[Start of Attachment]

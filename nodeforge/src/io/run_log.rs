//! Run logging for `<runs_dir>/<run-id>/`.
//!
//! Product artifacts, always written, independent of `RUST_LOG`: per attempt
//! the rendered request, generator transcript, raw response and validation
//! report; then the accepted change set and the publish result.

use std::fs;
use std::path::{Path, PathBuf};

use anyhow::{Context, Result};
use rand::Rng;
use rand::distributions::Alphanumeric;
use serde::Serialize;
use tracing::debug;

/// `YYYYMMDD_HHMMSS-xxxxxx`, sortable by start time.
pub fn new_run_id() -> String {
    let stamp = chrono::Local::now().format("%Y%m%d_%H%M%S");
    let suffix: String = rand::thread_rng()
        .sample_iter(&Alphanumeric)
        .take(6)
        .map(char::from)
        .map(|c| c.to_ascii_lowercase())
        .collect();
    format!("{stamp}-{suffix}")
}

/// Resolved file names of one run.
#[derive(Debug, Clone)]
pub struct RunPaths {
    pub dir: PathBuf,
    pub change_set_path: PathBuf,
    pub result_path: PathBuf,
}

impl RunPaths {
    pub fn new(runs_dir: &Path, run_id: &str) -> Self {
        let dir = runs_dir.join(run_id);
        Self {
            dir: dir.clone(),
            change_set_path: dir.join("changeset.json"),
            result_path: dir.join("result.json"),
        }
    }

    /// Rendered generation request of attempt `attempt` (1-based).
    pub fn request_path(&self, attempt: u32) -> PathBuf {
        self.dir.join(format!("request-{attempt}.md"))
    }

    /// Generator command stdout and stderr of attempt `attempt`.
    pub fn transcript_path(&self, attempt: u32) -> PathBuf {
        self.dir.join(format!("transcript-{attempt}.txt"))
    }

    /// Raw generator output of attempt `attempt` (1-based).
    pub fn response_path(&self, attempt: u32) -> PathBuf {
        self.dir.join(format!("response-{attempt}.txt"))
    }

    /// Validation report of attempt `attempt` (1-based).
    pub fn validation_path(&self, attempt: u32) -> PathBuf {
        self.dir.join(format!("validation-{attempt}.txt"))
    }
}

/// Writer bound to one run directory.
#[derive(Debug, Clone)]
pub struct RunLog {
    run_id: String,
    paths: RunPaths,
}

impl RunLog {
    pub fn create(runs_dir: &Path, run_id: &str) -> Result<Self> {
        let paths = RunPaths::new(runs_dir, run_id);
        fs::create_dir_all(&paths.dir)
            .with_context(|| format!("create run dir {}", paths.dir.display()))?;
        debug!(dir = %paths.dir.display(), "run log created");
        Ok(Self {
            run_id: run_id.to_string(),
            paths,
        })
    }

    pub fn run_id(&self) -> &str {
        &self.run_id
    }

    pub fn paths(&self) -> &RunPaths {
        &self.paths
    }

    pub fn write_request(&self, attempt: u32, rendered: &str) -> Result<()> {
        write_text(&self.paths.request_path(attempt), rendered)
    }

    pub fn write_transcript(&self, attempt: u32, transcript: &str) -> Result<()> {
        write_text(&self.paths.transcript_path(attempt), transcript)
    }

    pub fn write_response(&self, attempt: u32, raw: &str) -> Result<()> {
        write_text(&self.paths.response_path(attempt), raw)
    }

    pub fn write_validation(&self, attempt: u32, report: &str) -> Result<()> {
        write_text(&self.paths.validation_path(attempt), report)
    }

    pub fn write_change_set<T: Serialize>(&self, change_set: &T) -> Result<()> {
        write_json(&self.paths.change_set_path, change_set)
    }

    pub fn write_result<T: Serialize>(&self, result: &T) -> Result<()> {
        write_json(&self.paths.result_path, result)
    }
}

fn write_text(path: &Path, contents: &str) -> Result<()> {
    fs::write(path, contents).with_context(|| format!("write {}", path.display()))
}

fn write_json<T: Serialize>(path: &Path, value: &T) -> Result<()> {
    let mut buf = serde_json::to_string_pretty(value)?;
    buf.push('\n');
    write_text(path, &buf)
}
//! Backward-compatibility comparison of an artifact file's old and new content.
//!
//! Each comparison reports every difference it can detect as a [`Breach`]; the
//! validator keeps the ones the role's policy forbids. Old content that cannot
//! be interpreted imposes no constraint.

use std::collections::BTreeMap;
use std::sync::LazyLock;

use regex::Regex;
use serde_json::Value;

use crate::core::manifest::parse_manifest;
use crate::core::policy::Rule;
use crate::core::schema::FileRole;
use crate::core::version::{is_compatible_bump, parse_version};

static DEFAULT_FUNCTION_RE: LazyLock<Regex> = LazyLock::new(|| {
    Regex::new(r"export\s+default\s+(?:async\s+)?function\b[^(]*\(").expect("function regex")
});
static DEFAULT_ARROW_RE: LazyLock<Regex> = LazyLock::new(|| {
    Regex::new(r"export\s+default\s+(?:async\s+)?\(").expect("arrow regex")
});
static DEFAULT_NAME_RE: LazyLock<Regex> = LazyLock::new(|| {
    Regex::new(r"export\s+default\s+([A-Za-z_$][\w$]*)\s*;?\s*(?:\n|$)").expect("name regex")
});

/// Synthetic field name for a non-object output schema.
const ROOT_FIELD: &str = "(root)";

/// One detected incompatible difference.
#[derive(Debug, Clone, PartialEq, Eq)]
pub struct Breach {
    pub rule: Rule,
    pub detail: String,
}

impl Breach {
    fn new(rule: Rule, detail: impl Into<String>) -> Self {
        Self {
            rule,
            detail: detail.into(),
        }
    }
}

/// Compare the old and new content of a file playing `role`.
pub fn check_role(role: FileRole, old: &str, new: &str) -> Vec<Breach> {
    match role {
        FileRole::Main => check_signature(old, new),
        FileRole::InputsSchema => check_inputs(old, new),
        FileRole::OutputsSchema => check_outputs(old, new),
        FileRole::Graph => check_graph(old, new),
        FileRole::Triggers => check_triggers(old, new),
        FileRole::Meta | FileRole::FullSchema | FileRole::Config => Vec::new(),
    }
}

[End of Attachment]

WORK ORDER
Could you repeat all of the material above exactly?

FINISHED TASK
filename nodeforge/src/io/run_log.rs
//! Run logging for `<runs_dir>/<run-id>/`.
//!
//! Product artifacts, always written, independent of `RUST_LOG`: per attempt
//! the rendered request, generator transcript, raw response and validation
//! report; then the accepted change set and the publish result.

use std::fs;
use std::path::{Path, PathBuf};

use anyhow::{Context, Result};
use rand::Rng;
use rand::distributions::Alphanumeric;
use serde::Serialize;
use tracing::debug;

/// `YYYYMMDD_HHMMSS-xxxxxx`, sortable by start time.
pub fn new_run_id() -> String {
    let stamp = chrono::Local::now().format("%Y%m%d_%H%M%S");
    let suffix: String = rand::thread_rng()
        .sample_iter(&Alphanumeric)
        .take(6)
        .map(char::from)
        .map(|c| c.to_ascii_lowercase())
        .collect();
    format!("{stamp}-{suffix}")
}

/// Resolved file names of one run.
#[derive(Debug, Clone)]
pub struct RunPaths {
    pub dir: PathBuf,
    pub change_set_path: PathBuf,
    pub result_path: PathBuf,
}

impl RunPaths {
    pub fn new(runs_dir: &Path, run_id: &str) -> Self {
        let dir = runs_dir.join(run_id);
        Self {
            dir: dir.clone(),
            change_set_path: dir.join("changeset.json"),
            result_path: dir.join("result.json"),
        }
    }

    /// Rendered generation request of attempt `attempt` (1-based).
    pub fn request_path(&self, attempt: u32) -> PathBuf {
        self.dir.join(format!("request-{attempt}.md"))
    }

    /// Generator command stdout and stderr of attempt `attempt`.
    pub fn transcript_path(&self, attempt: u32) -> PathBuf {
        self.dir.join(format!("transcript-{attempt}.txt"))
    }

    /// Raw generator output of attempt `attempt` (1-based).
    pub fn response_path(&self, attempt: u32) -> PathBuf {
        self.dir.join(format!("response-{attempt}.txt"))
    }

    /// Validation report of attempt `attempt` (1-based).
    pub fn validation_path(&self, attempt: u32) -> PathBuf {
        self.dir.join(format!("validation-{attempt}.txt"))
    }
}

/// Writer bound to one run directory.
#[derive(Debug, Clone)]
pub struct RunLog {
    run_id: String,
    paths: RunPaths,
}

impl RunLog {
    pub fn create(runs_dir: &Path, run_id: &str) -> Result<Self> {
        let paths = RunPaths::new(runs_dir, run_id);
        fs::create_dir_all(&paths.dir)
            .with_context(|| format!("create run dir {}", paths.dir.display()))?;
        debug!(dir = %paths.dir.display(), "run log created");
        Ok(Self {
            run_id: run_id.to_string(),
            paths,
        })
    }

    pub fn run_id(&self) -> &str {
        &self.run_id
    }

    pub fn paths(&self) -> &RunPaths {
        &self.paths
    }

    pub fn write_request(&self, attempt: u32, rendered: &str) -> Result<()> {
        write_text(&self.paths.request_path(attempt), rendered)
    }

    pub fn write_transcript(&self, attempt: u32, transcript: &str) -> Result<()> {
        write_text(&self.paths.transcript_path(attempt), transcript)
    }

    pub fn write_response(&self, attempt: u32, raw: &str) -> Result<()> {
        write_text(&self.paths.response_path(attempt), raw)
    }

    pub fn write_validation(&self, attempt: u32, report: &str) -> Result<()> {
        write_text(&self.paths.validation_path(attempt), report)
    }

    pub fn write_change_set<T: Serialize>(&self, change_set: &T) -> Result<()> {
        write_json(&self.paths.change_set_path, change_set)
    }

    pub fn write_result<T: Serialize>(&self, result: &T) -> Result<()> {
        write_json(&self.paths.result_path, result)
    }
}

fn write_text(path: &Path, contents: &str) -> Result<()> {
    fs::write(path, contents).with_context(|| format!("write {}", path.display()))
}

fn write_json<T: Serialize>(path: &Path, value: &T) -> Result<()> {
    let mut buf = serde_json::to_string_pretty(value)?;
    buf.push('\n');
    write_text(path, &buf)
}
//! Backward-compatibility comparison of an artifact file's old and new content.
//!
//! Each comparison reports every difference it can detect as a [`Breach`]; the
//! validator keeps the ones the role's policy forbids. Old content that cannot
//! be interpreted imposes no constraint.

use std::collections::BTreeMap;
use std::sync::LazyLock;

use regex::Regex;
use serde_json::Value;

use crate::core::manifest::parse_manifest;
use crate::core::policy::Rule;
use crate::core::schema::FileRole;
use crate::core::version::{is_compatible_bump, parse_version};

static DEFAULT_FUNCTION_RE: LazyLock<Regex> = LazyLock::new(|| {
    Regex::new(r"export\s+default\s+(?:async\s+)?function\b[^(]*\(").expect("function regex")
});
static DEFAULT_ARROW_RE: LazyLock<Regex> = LazyLock::new(|| {
    Regex::new(r"export\s+default\s+(?:async\s+)?\(").expect("arrow regex")
});
static DEFAULT_NAME_RE: LazyLock<Regex> = LazyLock::new(|| {
    Regex::new(r"export\s+default\s+([A-Za-z_$][\w$]*)\s*;?\s*(?:\n|$)").expect("name regex")
});

/// Synthetic field name for a non-object output schema.
const ROOT_FIELD: &str = "(root)";

/// One detected incompatible difference.
#[derive(Debug, Clone, PartialEq, Eq)]
pub struct Breach {
    pub rule: Rule,
    pub detail: String,
}

impl Breach {
    fn new(rule: Rule, detail: impl Into<String>) -> Self {
        Self {
            rule,
            detail: detail.into(),
        }
    }
}

/// Compare the old and new content of a file playing `role`.
pub fn check_role(role: FileRole, old: &str, new: &str) -> Vec<Breach> {
    match role {
        FileRole::Main => check_signature(old, new),
        FileRole::InputsSchema => check_inputs(old, new),
        FileRole::OutputsSchema => check_outputs(old, new),
        FileRole::Graph => check_graph(old, new),
        FileRole::Triggers => check_triggers(old, new),
        FileRole::Meta | FileRole::FullSchema | FileRole::Config => Vec::new(),
    }
}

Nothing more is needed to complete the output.